WHAT IS EXPECTED: The expected output is a verbatim reprint of the lines from the beginning of the data that follows through the line that contains "CAS failures surface".

----

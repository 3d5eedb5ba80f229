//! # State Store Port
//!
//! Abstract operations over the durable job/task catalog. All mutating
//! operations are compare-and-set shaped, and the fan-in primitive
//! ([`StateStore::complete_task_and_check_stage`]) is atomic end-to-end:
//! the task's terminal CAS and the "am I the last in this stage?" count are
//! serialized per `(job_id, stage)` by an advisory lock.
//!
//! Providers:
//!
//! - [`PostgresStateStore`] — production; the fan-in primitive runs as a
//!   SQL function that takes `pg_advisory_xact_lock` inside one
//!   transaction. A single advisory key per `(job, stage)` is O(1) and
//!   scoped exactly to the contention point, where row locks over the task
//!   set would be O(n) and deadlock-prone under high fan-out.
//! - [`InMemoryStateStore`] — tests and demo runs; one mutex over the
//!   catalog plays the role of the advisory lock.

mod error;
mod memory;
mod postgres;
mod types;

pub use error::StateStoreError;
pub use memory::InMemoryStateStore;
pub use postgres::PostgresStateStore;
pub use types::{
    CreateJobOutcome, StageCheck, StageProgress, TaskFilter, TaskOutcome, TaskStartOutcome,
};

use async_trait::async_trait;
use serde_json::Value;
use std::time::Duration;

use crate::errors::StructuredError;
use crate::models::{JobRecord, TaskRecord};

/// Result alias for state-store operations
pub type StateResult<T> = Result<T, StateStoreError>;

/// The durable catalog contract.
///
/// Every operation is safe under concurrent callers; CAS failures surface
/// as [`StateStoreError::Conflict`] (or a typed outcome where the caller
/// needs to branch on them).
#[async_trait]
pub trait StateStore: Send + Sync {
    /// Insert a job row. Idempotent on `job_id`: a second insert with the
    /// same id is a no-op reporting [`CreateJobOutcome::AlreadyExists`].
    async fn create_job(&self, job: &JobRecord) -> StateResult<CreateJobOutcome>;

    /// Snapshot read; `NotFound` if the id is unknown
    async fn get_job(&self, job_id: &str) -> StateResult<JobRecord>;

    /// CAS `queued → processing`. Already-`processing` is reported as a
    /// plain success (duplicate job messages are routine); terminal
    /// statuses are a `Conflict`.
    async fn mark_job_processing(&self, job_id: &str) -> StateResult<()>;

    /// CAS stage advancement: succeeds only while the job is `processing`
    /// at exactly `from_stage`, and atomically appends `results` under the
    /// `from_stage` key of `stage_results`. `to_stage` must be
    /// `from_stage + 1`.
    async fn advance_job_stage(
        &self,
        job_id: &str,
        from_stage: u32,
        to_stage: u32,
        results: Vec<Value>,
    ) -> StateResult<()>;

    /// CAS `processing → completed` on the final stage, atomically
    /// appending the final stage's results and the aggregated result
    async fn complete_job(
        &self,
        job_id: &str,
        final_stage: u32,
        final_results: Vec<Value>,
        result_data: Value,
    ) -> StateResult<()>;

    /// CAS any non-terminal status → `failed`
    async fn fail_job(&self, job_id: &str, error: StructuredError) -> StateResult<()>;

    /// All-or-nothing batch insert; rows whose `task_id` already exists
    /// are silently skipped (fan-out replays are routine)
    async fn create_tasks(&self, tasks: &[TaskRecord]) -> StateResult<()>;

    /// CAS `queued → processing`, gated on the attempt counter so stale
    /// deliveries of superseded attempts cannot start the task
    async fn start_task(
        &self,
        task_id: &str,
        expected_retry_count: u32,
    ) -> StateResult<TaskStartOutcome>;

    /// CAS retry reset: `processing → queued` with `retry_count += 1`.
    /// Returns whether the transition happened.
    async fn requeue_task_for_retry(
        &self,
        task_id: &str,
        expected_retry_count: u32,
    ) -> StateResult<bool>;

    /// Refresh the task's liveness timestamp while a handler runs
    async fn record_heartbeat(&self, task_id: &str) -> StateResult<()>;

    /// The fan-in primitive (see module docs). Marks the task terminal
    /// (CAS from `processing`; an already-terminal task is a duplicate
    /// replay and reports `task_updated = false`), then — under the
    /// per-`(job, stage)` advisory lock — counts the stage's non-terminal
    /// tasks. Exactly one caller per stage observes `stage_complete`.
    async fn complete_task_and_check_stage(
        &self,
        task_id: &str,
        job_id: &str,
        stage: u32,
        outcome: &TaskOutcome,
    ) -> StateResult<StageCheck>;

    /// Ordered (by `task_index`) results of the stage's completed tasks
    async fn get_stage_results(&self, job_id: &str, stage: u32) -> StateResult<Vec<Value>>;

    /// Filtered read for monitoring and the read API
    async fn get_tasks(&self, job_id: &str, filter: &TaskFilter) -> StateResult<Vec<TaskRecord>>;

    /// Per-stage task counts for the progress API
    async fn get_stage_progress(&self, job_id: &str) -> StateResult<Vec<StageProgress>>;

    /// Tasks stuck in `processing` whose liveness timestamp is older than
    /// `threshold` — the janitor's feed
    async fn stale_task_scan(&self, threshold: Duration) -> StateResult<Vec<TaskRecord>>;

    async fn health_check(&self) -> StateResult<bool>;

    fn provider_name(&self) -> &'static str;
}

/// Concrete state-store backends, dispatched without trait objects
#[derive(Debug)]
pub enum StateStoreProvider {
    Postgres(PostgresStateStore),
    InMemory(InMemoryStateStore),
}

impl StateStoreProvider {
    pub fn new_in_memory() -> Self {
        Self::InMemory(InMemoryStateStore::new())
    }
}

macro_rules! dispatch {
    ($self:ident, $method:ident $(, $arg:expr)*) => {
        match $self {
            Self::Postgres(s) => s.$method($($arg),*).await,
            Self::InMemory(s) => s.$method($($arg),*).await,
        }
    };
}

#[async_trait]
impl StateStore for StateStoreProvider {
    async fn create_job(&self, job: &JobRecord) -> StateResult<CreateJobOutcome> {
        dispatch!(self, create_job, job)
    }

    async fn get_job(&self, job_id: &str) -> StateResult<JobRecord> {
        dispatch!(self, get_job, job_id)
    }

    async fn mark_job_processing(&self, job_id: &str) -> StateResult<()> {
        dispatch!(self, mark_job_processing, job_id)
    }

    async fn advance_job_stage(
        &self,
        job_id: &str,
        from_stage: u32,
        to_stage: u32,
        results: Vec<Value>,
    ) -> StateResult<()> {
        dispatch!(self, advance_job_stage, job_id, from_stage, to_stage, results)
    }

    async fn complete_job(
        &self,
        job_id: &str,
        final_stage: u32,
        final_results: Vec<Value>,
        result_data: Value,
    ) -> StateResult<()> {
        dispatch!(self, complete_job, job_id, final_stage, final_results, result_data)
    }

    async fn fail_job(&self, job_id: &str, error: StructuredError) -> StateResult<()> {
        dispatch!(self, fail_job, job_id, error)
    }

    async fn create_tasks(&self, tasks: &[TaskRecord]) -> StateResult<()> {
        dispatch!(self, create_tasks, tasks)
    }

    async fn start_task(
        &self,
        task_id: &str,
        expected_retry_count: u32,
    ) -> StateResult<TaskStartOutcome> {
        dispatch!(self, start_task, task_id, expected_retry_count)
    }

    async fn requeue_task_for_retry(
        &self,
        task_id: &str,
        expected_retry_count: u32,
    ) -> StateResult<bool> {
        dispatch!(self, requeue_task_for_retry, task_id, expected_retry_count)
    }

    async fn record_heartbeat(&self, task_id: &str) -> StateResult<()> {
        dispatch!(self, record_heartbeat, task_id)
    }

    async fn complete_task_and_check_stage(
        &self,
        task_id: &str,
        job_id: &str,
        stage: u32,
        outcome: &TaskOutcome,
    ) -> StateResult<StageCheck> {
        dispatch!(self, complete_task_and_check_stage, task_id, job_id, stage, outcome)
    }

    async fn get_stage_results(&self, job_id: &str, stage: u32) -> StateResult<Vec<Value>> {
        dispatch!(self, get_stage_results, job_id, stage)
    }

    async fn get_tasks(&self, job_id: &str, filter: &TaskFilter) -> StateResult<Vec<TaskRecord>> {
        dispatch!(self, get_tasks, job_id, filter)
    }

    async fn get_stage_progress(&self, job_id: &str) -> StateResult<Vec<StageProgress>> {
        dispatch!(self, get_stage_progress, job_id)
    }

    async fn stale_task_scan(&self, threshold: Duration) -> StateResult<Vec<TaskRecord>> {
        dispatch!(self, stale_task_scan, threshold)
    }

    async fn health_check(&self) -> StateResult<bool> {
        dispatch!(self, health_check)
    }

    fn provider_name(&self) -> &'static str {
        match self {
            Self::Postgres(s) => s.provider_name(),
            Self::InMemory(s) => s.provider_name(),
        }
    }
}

----

SOLUTION FOR THIS EXERCISE:
repository 3d5eedb5ba80f229
//! # State Store Port
//!
//! Abstract operations over the durable job/task catalog. All mutating
//! operations are compare-and-set shaped, and the fan-in primitive
//! ([`StateStore::complete_task_and_check_stage`]) is atomic end-to-end:
//! the task's terminal CAS and the "am I the last in this stage?" count are
//! serialized per `(job_id, stage)` by an advisory lock.
//!
//! Providers:
//!
//! - [`PostgresStateStore`] — production; the fan-in primitive runs as a
//!   SQL function that takes `pg_advisory_xact_lock` inside one
//!   transaction. A single advisory key per `(job, stage)` is O(1) and
//!   scoped exactly to the contention point, where row locks over the task
//!   set would be O(n) and deadlock-prone under high fan-out.
//! - [`InMemoryStateStore`] — tests and demo runs; one mutex over the
//!   catalog plays the role of the advisory lock.

mod error;
mod memory;
mod postgres;
mod types;

pub use error::StateStoreError;
pub use memory::InMemoryStateStore;
pub use postgres::PostgresStateStore;
pub use types::{
    CreateJobOutcome, StageCheck, StageProgress, TaskFilter, TaskOutcome, TaskStartOutcome,
};

use async_trait::async_trait;
use serde_json::Value;
use std::time::Duration;

use crate::errors::StructuredError;
use crate::models::{JobRecord, TaskRecord};

/// Result alias for state-store operations
pub type StateResult<T> = Result<T, StateStoreError>;

/// The durable catalog contract.
///
/// Every operation is safe under concurrent callers; CAS failures surface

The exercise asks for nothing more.